## Work task
Taking the line that contains "pub mod history;" as the first, copy each line exactly up to and including the last line below.

## Data to examine

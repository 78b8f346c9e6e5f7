//! Clue removal.

use ninegrid_core::{DigitGrid, Position};
use rand::{Rng, seq::SliceRandom as _};

/// Produces a playable problem grid by clearing `81 - clues` uniformly
/// random cells of a copy of `solution`.
///
/// Removed positions are chosen by shuffling all 81 positions and clearing a
/// prefix; the remaining cells become the givens. No check is made that the
/// carved puzzle keeps a unique solution, and `clues` is not range-checked:
/// a value of 81 returns the solution unchanged, a value of 0 an empty grid.
pub(crate) fn carve<R: Rng + ?Sized>(
    solution: &DigitGrid,
    clues: usize,
    rng: &mut R,
) -> DigitGrid {
    let mut problem = solution.clone();
    let mut positions = Position::ALL;
    positions.shuffle(rng);
    for &pos in positions.iter().take(81usize.saturating_sub(clues)) {
        problem.set(pos, None);
    }
    problem
}
//! Persistence for Ninegrid Sudoku: saved games and the history ledger.
//!
//! Everything persists through the [`KeyValueStore`] trait — a flat
//! string-to-string map in the mold of a mobile preferences store — with an
//! in-memory implementation for tests and a JSON-file-backed one for
//! applications. On top of it sit two independent record layouts:
//!
//! - [`save`]: the single saved-game slot (board grids, pencil marks,
//!   counters, and mode flags), restored all-or-nothing.
//! - [`history`]: the append-only ledger of finished sessions plus its
//!   maintained aggregates (totals, best times, highest score).
//!
//! # Examples
//!
//! ```
//! use ninegrid_game::Session;
//! use ninegrid_generator::{Difficulty, PuzzleGenerator};
//! use ninegrid_store::{MemoryStore, load_session, save_session};
//!
//! let session = Session::new(PuzzleGenerator::new().generate(Difficulty::Easy));
//! let mut store = MemoryStore::new();
//!
//! save_session(&session, &mut store);
//! let restored = load_session(&store).expect("a save was just written");
//! assert_eq!(restored.difficulty(), Difficulty::Easy);
//! ```

pub mod history;
pub mod kv;
pub mod save;

pub use self::{
    history::{GameRecord, ParseRecordError},
    kv::{FileStore, KeyValueStore, MemoryStore, StoreError},
    save::{SaveError, clear_saved_game, has_saved_game, load_session, save_session},
};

## Expected answer
pub mod history;
pub mod kv;
pub mod save;

pub use self::{
    history::{GameRecord, ParseRecordError},
    kv::{FileStore, KeyValueStore, MemoryStore, StoreError},
    save::{SaveError, clear_saved_game, has_saved_game, load_session, save_session},
};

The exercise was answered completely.